(Exercise objective): Whenever a line in the records below contains "RegexBuilder", pick it out.

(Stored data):
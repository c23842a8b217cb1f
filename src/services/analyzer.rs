use crate::config::rules::RuleSet;
use anyhow::Context;
use regex::{Regex, RegexBuilder};
use serde::Serialize;
use std::collections::{HashMap, HashSet};

/// Scores at or above this are considered appropriate.
pub const APPROPRIATE_SCORE: f64 = 0.7;
/// Scores at or above this are approved without review.
pub const APPROVE_SCORE: f64 = 0.9;

const TERM_PENALTY: f64 = 0.1;
const HOSTILE_PENALTY: f64 = 0.3;
const SOLICITATION_PENALTY: f64 = 0.2;
const REPETITION_PENALTY: f64 = 0.15;
const CAPS_PENALTY: f64 = 0.1;

const SOLICITATION_KIND_LIMIT: usize = 2;
const REPETITION_MIN_TOKEN_CHARS: usize = 4;
const REPETITION_LIMIT: usize = 3;
const CAPS_MIN_CHARS: usize = 10;
const CAPS_RATIO_LIMIT: f64 = 0.5;

#[derive(Debug, Clone, PartialEq, Serialize)]
pub struct ContentAnalysis {
    pub is_appropriate: bool,
    pub confidence_score: f64,
    pub flags: Vec<String>,
}

#[derive(Debug, Clone, Copy, PartialEq, Eq, Serialize)]
#[serde(rename_all = "SCREAMING_SNAKE_CASE")]
pub enum RecommendedAction {
    Approve,
    Flag,
    Reject,
}

#[derive(Debug, Clone, PartialEq, Serialize)]
pub struct ModerationRecommendation {
    pub action: RecommendedAction,
    pub reason: String,
    pub confidence_score: f64,
    pub flags: Vec<String>,
}

/// Heuristic text scorer. Cheap to clone and safe to share across tasks.
#[derive(Debug, Clone)]
pub struct ContentAnalyzer {
    terms: Vec<String>,
    hostile: Vec<Regex>,
    solicitation: Vec<Regex>,
}

impl ContentAnalyzer {
    pub fn new(rules: &RuleSet) -> anyhow::Result<Self> {
        Ok(Self {
            terms: normalize_terms(&rules.disallowed_terms),
            hostile: compile_all(&rules.hostile_patterns)?,
            solicitation: compile_all(&rules.solicitation_patterns)?,
        })
    }

    pub fn with_default_rules() -> Self {
        Self::new(&RuleSet::default()).expect("built-in moderation rules should compile")
    }

    pub fn analyze(&self, text: &str) -> ContentAnalysis {
        if text.trim().is_empty() {
            return ContentAnalysis {
                is_appropriate: true,
                confidence_score: 1.0,
                flags: Vec::new(),
            };
        }

        let mut score = 1.0;
        let mut flags = Vec::new();
        let lowered = text.to_lowercase();

        for term in &self.terms {
            if lowered.contains(term.as_str()) {
                flags.push(format!("Contains inappropriate term: \"{}\"", term));
                score -= TERM_PENALTY;
            }
        }

        for pattern in &self.hostile {
            if let Some(m) = pattern.find(text) {
                flags.push(format!("Contains hostile language: \"{}\"", m.as_str()));
                score -= HOSTILE_PENALTY;
            }
        }

        let solicitation_kinds = self
            .solicitation
            .iter()
            .filter(|p| p.is_match(text))
            .count();
        if solicitation_kinds > SOLICITATION_KIND_LIMIT {
            flags.push(format!(
                "Contains excessive links or contact details ({} kinds)",
                solicitation_kinds
            ));
            score -= SOLICITATION_PENALTY;
        }

        if let Some(word) = repeated_token(&lowered) {
            flags.push(format!("Excessive repetition of \"{}\"", word));
            score -= REPETITION_PENALTY;
        }

        if shouting(text) {
            flags.push("Excessive use of capital letters".to_string());
            score -= CAPS_PENALTY;
        }

        let confidence_score = round_score(score);
        ContentAnalysis {
            is_appropriate: confidence_score >= APPROPRIATE_SCORE,
            confidence_score,
            flags,
        }
    }

    pub fn recommend(&self, text: &str) -> ModerationRecommendation {
        self.analyze(text).into_recommendation()
    }
}

impl ContentAnalysis {
    pub fn recommended_action(&self) -> RecommendedAction {
        if self.confidence_score >= APPROVE_SCORE {
            RecommendedAction::Approve
        } else if self.confidence_score >= APPROPRIATE_SCORE {
            RecommendedAction::Flag
        } else {
            RecommendedAction::Reject
        }
    }

    pub fn into_recommendation(self) -> ModerationRecommendation {
        let action = self.recommended_action();
        let details = self.flags.join("; ");
        let reason = match action {
            RecommendedAction::Approve if self.flags.is_empty() => {
                "Content appears appropriate".to_string()
            }
            RecommendedAction::Approve => format!("Approved with minor concerns: {}", details),
            RecommendedAction::Flag => format!("Flagged for manual review: {}", details),
            RecommendedAction::Reject => format!("Rejected: {}", details),
        };

        ModerationRecommendation {
            action,
            reason,
            confidence_score: self.confidence_score,
            flags: self.flags,
        }
    }
}

/// Terms form a set: trimmed, lower-cased, blanks dropped, first
/// occurrence kept.
fn normalize_terms(terms: &[String]) -> Vec<String> {
    let mut seen = HashSet::new();
    terms
        .iter()
        .map(|t| t.trim().to_lowercase())
        .filter(|t| !t.is_empty() && seen.insert(t.clone()))
        .collect()
}

fn compile_all(patterns: &[String]) -> anyhow::Result<Vec<Regex>> {
    patterns
        .iter()
        .map(|p| {
            RegexBuilder::new(p)
                .case_insensitive(true)
                .build()
                .with_context(|| format!("Invalid moderation pattern '{}'", p))
        })
        .collect()
}

/// First token (in text order) seen more than `REPETITION_LIMIT` times.
fn repeated_token(lowered: &str) -> Option<&str> {
    let mut counts: HashMap<&str, usize> = HashMap::new();
    for token in lowered.split_whitespace() {
        if token.chars().count() < REPETITION_MIN_TOKEN_CHARS {
            continue;
        }
        let count = counts.entry(token).or_insert(0);
        *count += 1;
        if *count > REPETITION_LIMIT {
            return Some(token);
        }
    }
    None
}

fn shouting(text: &str) -> bool {
    if text.chars().count() < CAPS_MIN_CHARS {
        return false;
    }
    let (letters, upper) = text
        .chars()
        .filter(|c| c.is_alphabetic())
        .fold((0usize, 0usize), |(letters, upper), c| {
            (letters + 1, upper + usize::from(c.is_uppercase()))
        });
    if letters == 0 {
        return false;
    }
    (upper as f64 / letters as f64) > CAPS_RATIO_LIMIT
}

// Deductions are decimal; keep threshold comparisons exact.
fn round_score(score: f64) -> f64 {
    (score.clamp(0.0, 1.0) * 10_000.0).round() / 10_000.0
}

(Exercise output):
use regex::{Regex, RegexBuilder};
            RegexBuilder::new(p)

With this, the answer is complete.